Based on regression result (at 8:59), what is criteria to reject null hypothesis (to say that the effect of lunch program is statistically significant)?
Thank you for this! I didn't quite understand the very last point, i.e. the difference between the points made for when DD is 'ok' (appropriate) and 'not ok'
It is really helpful!This vedio is easy to understand for new learners like me!I really appreciate your help!If i can survive from my phd program,i hope i can make vedios like this in the future!
Thanks for the video, really helped me in my finance research. Just one thing when you talk about the dummy variable Dtr, I think it takes 1 if the person is in the treatment group and 0 if the person is the control group.

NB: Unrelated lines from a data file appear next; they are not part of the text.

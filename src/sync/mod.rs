//! Sync module - Một lần chạy sync keychain → vault.
//!
//! Các bước (tuần tự, một thread):
//! `Init → Authenticated → ReadKeychain → ReadVault → Diff → (Write)? → Report → Done`
//!
//! Lỗi xác thực hoặc lỗi đọc dừng run ở trạng thái `Failed` trước khi ghi.
//! Session chỉ sống trong `run` và bị drop trên mọi đường thoát.

pub mod reconciler;

use crate::error::{Store, SyncError};
use crate::keychain::{CredentialEntry, KeychainReader};
use crate::vault::VaultClient;
use chrono::{DateTime, FixedOffset};

pub use reconciler::{apply, item_name, plan, ApplyOutcome, FailedItem, SyncPlan};

/// Chế độ chạy
#[derive(Debug, Clone, Copy, PartialEq, Eq)]
pub enum Mode {
    /// Chỉ báo cáo plan, không ghi gì vào vault
    DryRun,
    /// Tạo các items còn thiếu
    Write,
}

/// Các trạng thái của một run
#[derive(Debug, Clone, Copy, PartialEq, Eq)]
pub enum Stage {
    Init,
    Authenticated,
    ReadKeychain,
    ReadVault,
    Diff,
    Write,
    Report,
    Done,
    Failed,
}

/// Tuỳ chọn cho một run
#[derive(Debug, Clone)]
pub struct RunOptions {
    pub mode: Mode,
    /// Thời điểm import, ghi vào notes của các item mới
    pub imported_at: DateTime<FixedOffset>,
}

/// Một entry trong plan, không có secret
#[derive(Debug, Clone, PartialEq, Eq)]
pub struct PlannedItem {
    pub service: String,
    pub account: String,
}

impl PlannedItem {
    pub fn name(&self) -> String {
        item_name(&self.service, &self.account)
    }
}

/// Báo cáo cuối cùng của một run
#[derive(Debug, Clone)]
pub struct SyncReport {
    pub mode: Mode,
    /// Số entries đọc được từ keychain
    pub scanned: usize,
    /// Số records bị bỏ qua khi đọc keychain
    pub skipped: usize,
    /// Số entries đã có trong vault
    pub existing: usize,
    /// Các entries còn thiếu trong vault
    pub planned: Vec<PlannedItem>,
    pub created: usize,
    pub failed: Vec<FailedItem>,
}

impl SyncReport {
    pub fn missing(&self) -> usize {
        self.planned.len()
    }

    /// Không có item nào tạo thất bại
    pub fn is_success(&self) -> bool {
        self.failed.is_empty()
    }
}

/// Quan sát tiến trình của run (progress bar, tests)
pub trait RunObserver {
    fn stage(&mut self, _stage: Stage) {}

    fn planned(&mut self, _plan: &SyncPlan) {}

    fn item(&mut self, _entry: &CredentialEntry, _result: &Result<(), SyncError>) {}
}

impl RunObserver for () {}

fn enter(observer: &mut dyn RunObserver, stage: Stage) {
    tracing::debug!("Stage: {:?}", stage);
    observer.stage(stage);
}

/// Chạy một lần sync đầy đủ
pub fn run<K, V>(
    keychain: &K,
    vault: &V,
    options: &RunOptions,
    observer: &mut dyn RunObserver,
) -> Result<SyncReport, SyncError>
where
    K: KeychainReader + ?Sized,
    V: VaultClient + ?Sized,
{
    let result = run_stages(keychain, vault, options, observer);
    match &result {
        Ok(_) => enter(observer, Stage::Done),
        Err(_) => enter(observer, Stage::Failed),
    }
    result
}

fn run_stages<K, V>(
    keychain: &K,
    vault: &V,
    options: &RunOptions,
    observer: &mut dyn RunObserver,
) -> Result<SyncReport, SyncError>
where
    K: KeychainReader + ?Sized,
    V: VaultClient + ?Sized,
{
    enter(observer, Stage::Init);

    let session = vault.authenticate().map_err(SyncError::Authentication)?;
    enter(observer, Stage::Authenticated);

    let scan = keychain.read_entries()?;
    tracing::info!(
        "Read {} keychain entries ({} skipped)",
        scan.entries.len(),
        scan.skipped
    );
    enter(observer, Stage::ReadKeychain);

    let items = vault
        .list_items(&session)
        .map_err(|e| SyncError::read(Store::Vault, e))?;
    tracing::info!("Found {} items in vault", items.len());
    enter(observer, Stage::ReadVault);

    let scanned = scan.entries.len();
    let sync_plan = plan(scan.entries, &items);
    tracing::info!(
        "{} entries missing from vault ({} already present)",
        sync_plan.len(),
        sync_plan.existing
    );
    enter(observer, Stage::Diff);
    observer.planned(&sync_plan);

    let mut outcome = ApplyOutcome::default();
    if options.mode == Mode::Write && !sync_plan.is_empty() {
        enter(observer, Stage::Write);
        outcome = apply(
            &sync_plan,
            vault,
            &session,
            options.imported_at,
            |entry, result| observer.item(entry, result),
        );
    }

    enter(observer, Stage::Report);
    Ok(SyncReport {
        mode: options.mode,
        scanned,
        skipped: scan.skipped,
        existing: sync_plan.existing,
        planned: sync_plan
            .entries
            .iter()
            .map(|e| PlannedItem {
                service: e.service.clone(),
                account: e.account.clone(),
            })
            .collect(),
        created: outcome.created,
        failed: outcome.failed,
    })
}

Beta_0 is the effect or value of outcome "y" (not including the rest of the variables). Epsilon is the error term which basically contains all other components of "y".

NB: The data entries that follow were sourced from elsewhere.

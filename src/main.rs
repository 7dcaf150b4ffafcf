//! keychain2bitwarden CLI - Sync macOS Keychain passwords to Bitwarden
//!
//! Usage:
//!   keychain2bitwarden              - Report keychain entries missing from Bitwarden
//!   keychain2bitwarden --write      - Create the missing entries
//!   keychain2bitwarden -v           - Verbose (debug) logging
//!
//! Exit codes: 0 success, 1 error (auth, read, failed items), 2 invalid arguments.

mod cli;

use clap::Parser;
use cli::Cli;
use colored::Colorize;
use std::process::ExitCode;

fn main() -> ExitCode {
    // Argument errors exit with code 2 inside clap
    let cli = Cli::parse();

    // Initialize logging
    let log_level = if cli.verbose { "debug" } else { "info" };
    let filter = tracing_subscriber::EnvFilter::from_default_env();
    let filter = match format!("keychain2bitwarden={}", log_level).parse() {
        Ok(directive) => filter.add_directive(directive),
        Err(_) => filter,
    };
    tracing_subscriber::fmt()
        .with_env_filter(filter)
        .with_target(false)
        .with_writer(std::io::stderr)
        .init();

    match cli::commands::sync(&cli) {
        Ok(code) => code,
        Err(e) => {
            eprintln!("{} {:#}", "✗".red(), e);
            ExitCode::from(1)
        }
    }
}
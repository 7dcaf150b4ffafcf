//! Config module - Cấu hình keychain2bitwarden (config.toml).
//!
//! File cấu hình là tuỳ chọn và chỉ được đọc, không bao giờ được tạo:
//! - Đường dẫn `bw` và `security` binaries
//! - Keychain cần dump (mặc định: search list của user)
//! - Các class item được đọc (genp, inet)

use anyhow::{Context, Result};
use serde::{Deserialize, Serialize};
use std::path::{Path, PathBuf};

/// Biến môi trường để chỉ định file config khác
pub const CONFIG_ENV: &str = "KEYCHAIN2BW_CONFIG";

/// Cấu hình chính
#[derive(Debug, Clone, Serialize, Deserialize)]
#[serde(default)]
pub struct Config {
    /// Đường dẫn đến Bitwarden CLI
    pub bw_path: PathBuf,

    /// Đường dẫn đến macOS `security` tool
    pub security_path: PathBuf,

    /// Keychain cụ thể cần đọc (None = search list mặc định)
    pub keychain: Option<PathBuf>,

    /// Chạy `bw sync` trước khi list items
    pub sync_before_list: bool,

    /// Các class item được đọc từ keychain
    pub item_classes: Vec<String>,
}

impl Default for Config {
    fn default() -> Self {
        Self {
            bw_path: PathBuf::from("bw"),
            security_path: PathBuf::from("security"),
            keychain: None,
            sync_before_list: true,
            item_classes: vec!["genp".to_string(), "inet".to_string()],
        }
    }
}

/// Lấy đường dẫn config file mặc định (~/.config/keychain2bitwarden/config.toml)
pub fn default_config_path() -> PathBuf {
    if let Some(path) = std::env::var_os(CONFIG_ENV).filter(|p| !p.is_empty()) {
        return PathBuf::from(path);
    }
    dirs::config_dir()
        .map(|d| d.join("keychain2bitwarden"))
        .unwrap_or_else(|| PathBuf::from("."))
        .join("config.toml")
}

impl Config {
    /// Load config từ file
    pub fn load(path: &Path) -> Result<Self> {
        let content = std::fs::read_to_string(path)
            .with_context(|| format!("Cannot read config file: {}", path.display()))?;

        let config: Config = toml::from_str(&content)
            .with_context(|| format!("Cannot parse config file: {}", path.display()))?;

        Ok(config)
    }

    /// Load config từ đường dẫn mặc định, hoặc dùng defaults nếu không có file
    pub fn load_default() -> Result<Self> {
        let path = default_config_path();
        if path.exists() {
            tracing::debug!("Loading config from {}", path.display());
            Self::load(&path)
        } else {
            Ok(Self::default())
        }
    }
}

What a great video. I did miss conclusions about the example, though. Beta3 is 30, but it has a p-value equal to 0.228. Can we conclude that this free lunch plan didn't have a statistical relevance (at 95%), right? Those 30 points could have been by chance, right?
IGreat video Doug !!! if there is just have 1 treatment and control group with pre vs post time data and we want to include many control variables , say 5, how do we fit a model with 5 control variables ? What does the regression equation look like ?

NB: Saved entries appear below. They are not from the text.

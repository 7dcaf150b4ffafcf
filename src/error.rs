//! Error types cho một lần sync.
//!
//! - `Authentication` và `Read`: fatal, dừng run trước khi ghi bất cứ thứ gì
//! - `Write`: lỗi tạo một item, được log và đếm, run vẫn tiếp tục

use std::process::ExitCode;
use thiserror::Error;

/// Nguồn dữ liệu bị lỗi khi đọc
#[derive(Debug, Clone, Copy, PartialEq, Eq)]
pub enum Store {
    Keychain,
    Vault,
}

impl std::fmt::Display for Store {
    fn fmt(&self, f: &mut std::fmt::Formatter<'_>) -> std::fmt::Result {
        match self {
            Store::Keychain => write!(f, "keychain"),
            Store::Vault => write!(f, "vault"),
        }
    }
}

#[derive(Debug, Error)]
pub enum SyncError {
    #[error("Authentication failed: {0:#}")]
    Authentication(anyhow::Error),

    #[error("Cannot read {store}: {source:#}")]
    Read {
        store: Store,
        #[source]
        source: anyhow::Error,
    },

    #[error("Cannot create vault item '{name}': {source:#}")]
    Write {
        name: String,
        #[source]
        source: anyhow::Error,
    },
}

impl SyncError {
    pub fn read(store: Store, source: anyhow::Error) -> Self {
        SyncError::Read { store, source }
    }

    /// Fatal = run phải dừng ngay
    pub fn is_fatal(&self) -> bool {
        !matches!(self, SyncError::Write { .. })
    }

    pub fn exit_code(&self) -> ExitCode {
        ExitCode::from(1)
    }
}

#[cfg(test)]
mod tests {
    use super::*;
    use anyhow::anyhow;

    #[test]
    fn test_fatal_categories() {
        assert!(SyncError::Authentication(anyhow!("bad password")).is_fatal());
        assert!(SyncError::read(Store::Vault, anyhow!("offline")).is_fatal());
        let write = SyncError::Write {
            name: "github - bob".to_string(),
            source: anyhow!("rejected"),
        };
        assert!(!write.is_fatal());
    }

    #[test]
    fn test_messages_include_context() {
        let err = SyncError::read(
            Store::Keychain,
            anyhow!("exit status 51").context("security dump-keychain failed"),
        );
        let msg = err.to_string();
        assert!(msg.contains("Cannot read keychain"));
        assert!(msg.contains("security dump-keychain failed"));
        assert!(msg.contains("exit status 51"));
    }
}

Hi Mr Doug, Thank you for this interesting Video. Is it possible to do DID with ordinal Outcomes? My variables: Rating Firms (Y), D1 (D1== Treated simple; 0 Control Sample); D2 (D2==1 if after treatment; 0 Before). I didn't found any examples to know if is it possible and to see how we can interprete the estimators. Your response is very important for me. Thank you.
+Zeineb Ouni I haven't seen it done, but you I believe you could estimate an ordered logit model (ologit) with the same covariates shown above (D1, D2, and D1*D2 in your case). You have to be careful with interpreting interactions in the ordered logit, but I think the basic idea is valid.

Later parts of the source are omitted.